§ **ASSIGNMENT**
In the records below, find every line that contains "Main" and list it.

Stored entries
● ● ● ● ●

use crate::api::JobStatus;
use ratatui::style::{Color, Modifier, Style};

/// Application theme configuration
#[derive(Debug, Clone)]
pub struct Theme {
    /// Primary colors
    pub primary: Color,
    pub accent: Color,

    /// Text colors
    pub text: Color,
    pub text_dim: Color,
    pub text_bright: Color,

    /// Background colors
    pub background: Color,
    pub background_alt: Color,

    /// Border colors
    pub border: Color,
    pub border_focused: Color,

    /// Status colors
    pub success: Color,
    pub warning: Color,
    pub error: Color,
    pub info: Color,

    /// Special colors
    pub placeholder: Color,
    pub selection: Color,
}

impl Default for Theme {
    fn default() -> Self {
        Self::dark()
    }
}

impl Theme {
    /// Create a dark theme
    pub fn dark() -> Self {
        Self {
            primary: Color::Rgb(59, 130, 246),      // Blue-500
            accent: Color::Rgb(20, 184, 166),       // Teal-500

            text: Color::Rgb(248, 250, 252),        // Slate-50
            text_dim: Color::Rgb(148, 163, 184),    // Slate-400
            text_bright: Color::Rgb(255, 255, 255),

            background: Color::Rgb(15, 23, 42),     // Slate-900
            background_alt: Color::Rgb(30, 41, 59), // Slate-800

            border: Color::Rgb(71, 85, 105),        // Slate-600
            border_focused: Color::Rgb(59, 130, 246),

            success: Color::Rgb(34, 197, 94),       // Green-500
            warning: Color::Rgb(245, 158, 11),      // Amber-500
            error: Color::Rgb(239, 68, 68),         // Red-500
            info: Color::Rgb(56, 189, 248),         // Sky-400

            placeholder: Color::Rgb(100, 116, 139), // Slate-500
            selection: Color::Rgb(30, 58, 138),     // Blue-900
        }
    }

    /// Base style for normal elements
    pub fn base_style(&self) -> Style {
        Style::default().fg(self.text).bg(self.background)
    }

    /// Style for text content
    pub fn text_style(&self) -> Style {
        Style::default().fg(self.text)
    }

    pub fn dim_style(&self) -> Style {
        Style::default().fg(self.text_dim)
    }

    /// Border style, highlighted when the block has focus
    pub fn border_style(&self, focused: bool) -> Style {
        if focused {
            Style::default()
                .fg(self.border_focused)
                .add_modifier(Modifier::BOLD)
        } else {
            Style::default().fg(self.border)
        }
    }

    /// Style for selected rows and menu entries
    pub fn selection_style(&self) -> Style {
        Style::default()
            .bg(self.selection)
            .fg(self.text_bright)
            .add_modifier(Modifier::BOLD)
    }

    /// Style for table headers
    pub fn header_style(&self) -> Style {
        Style::default()
            .fg(self.accent)
            .add_modifier(Modifier::BOLD)
    }

    /// Style for the status bar
    pub fn status_bar_style(&self) -> Style {
        Style::default().fg(self.text).bg(self.background_alt)
    }

    /// Style for status bar errors
    pub fn error_style(&self) -> Style {
        Style::default()
            .fg(self.error)
            .bg(self.background_alt)
            .add_modifier(Modifier::BOLD)
    }

    /// Style for help text
    pub fn help_style(&self) -> Style {
        Style::default()
            .fg(self.text)
            .bg(self.background)
            .add_modifier(Modifier::BOLD)
    }

    /// Style for placeholder text
    pub fn placeholder_style(&self) -> Style {
        Style::default()
            .fg(self.placeholder)
            .add_modifier(Modifier::ITALIC)
    }

    /// Style for the current page number in pagination controls
    pub fn current_page_style(&self) -> Style {
        Style::default()
            .bg(self.primary)
            .fg(self.text_bright)
            .add_modifier(Modifier::BOLD)
    }

    /// Style for navigation arrows that cannot be used
    pub fn disabled_style(&self) -> Style {
        Style::default().fg(self.background_alt)
    }

    /// Color of a job status badge
    pub fn job_status_style(&self, status: JobStatus) -> Style {
        let color = match status {
            JobStatus::Queued => self.text_dim,
            JobStatus::Running => self.info,
            JobStatus::Succeeded => self.success,
            JobStatus::Failed => self.error,
            JobStatus::Cancelled => self.warning,
        };
        Style::default().fg(color)
    }
}
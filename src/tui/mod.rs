//! Terminal user interface built on ratatui

mod app;
mod components;
mod events;
mod keys;
mod pages;
mod styles;

use crate::api::DataSource;
use crate::config::Config;
use anyhow::Result;
use crossterm::event::{DisableMouseCapture, EnableMouseCapture};
use crossterm::execute;
use crossterm::terminal::{disable_raw_mode, enable_raw_mode, EnterAlternateScreen, LeaveAlternateScreen};
use ratatui::backend::CrosstermBackend;
use ratatui::Terminal;
use std::io;
use std::sync::atomic::{AtomicBool, Ordering};
use std::sync::Arc;
use std::time::Duration;
use tracing::info;

use app::App;
use events::EventHandler;

pub type Backend = CrosstermBackend<io::Stdout>;
pub type Frame<'a> = ratatui::Frame<'a>;

/// Set while raw mode and the alternate screen are on
static TERMINAL_ACTIVE: AtomicBool = AtomicBool::new(false);

/// Initialize the terminal for TUI mode
pub fn init_terminal(mouse: bool) -> Result<Terminal<Backend>> {
    TERMINAL_ACTIVE.store(true, Ordering::SeqCst);
    enable_raw_mode()?;
    let mut stdout = io::stdout();
    execute!(stdout, EnterAlternateScreen)?;
    if mouse {
        execute!(stdout, EnableMouseCapture)?;
    }
    let backend = CrosstermBackend::new(stdout);
    let terminal = Terminal::new(backend)?;
    Ok(terminal)
}

/// Restore the terminal to normal mode
pub fn restore_terminal(terminal: &mut Terminal<Backend>) -> Result<()> {
    TERMINAL_ACTIVE.store(false, Ordering::SeqCst);
    disable_raw_mode()?;
    execute!(terminal.backend_mut(), LeaveAlternateScreen, DisableMouseCapture)?;
    terminal.show_cursor()?;
    Ok(())
}

/// Best-effort terminal reset for paths that cannot unwind, such as the panic
/// hook. Does nothing unless the console has the terminal. Returns whether a
/// reset was attempted.
pub fn reset_terminal() -> bool {
    if !TERMINAL_ACTIVE.swap(false, Ordering::SeqCst) {
        return false;
    }
    let _ = disable_raw_mode();
    let _ = execute!(io::stdout(), LeaveAlternateScreen, DisableMouseCapture, crossterm::cursor::Show);
    true
}

/// Main TUI entry point
pub async fn run(config: Config, api: Arc<dyn DataSource>) -> Result<()> {
    // Load data before touching the terminal so start-up errors print normally
    let mut app = App::new(config.clone(), api).await?;

    let mut terminal = init_terminal(config.mouse_enabled)?;
    let mut event_handler = EventHandler::new(Duration::from_millis(config.tick_rate_ms));

    let result = run_app(&mut terminal, &mut app, &mut event_handler).await;

    restore_terminal(&mut terminal)?;
    info!("Console closed");
    result
}

/// Main application loop
async fn run_app(terminal: &mut Terminal<Backend>, app: &mut App, event_handler: &mut EventHandler) -> Result<()> {
    loop {
        terminal.draw(|frame| app.render(frame))?;

        match event_handler.next().await {
            Some(event) => {
                if app.handle_event(event).await? {
                    break; // Exit requested
                }
            }
            None => break,
        }
    }
    Ok(())
}

#[cfg(test)]
mod tests {
    use super::*;

    #[test]
    fn test_reset_is_a_no_op_without_console() {
        // One-shot commands never switch the terminal, so there is nothing to undo
        assert!(!reset_terminal());
    }
}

● ● ● ● ●

§ **RESPONSE**
/// Main TUI entry point
/// Main application loop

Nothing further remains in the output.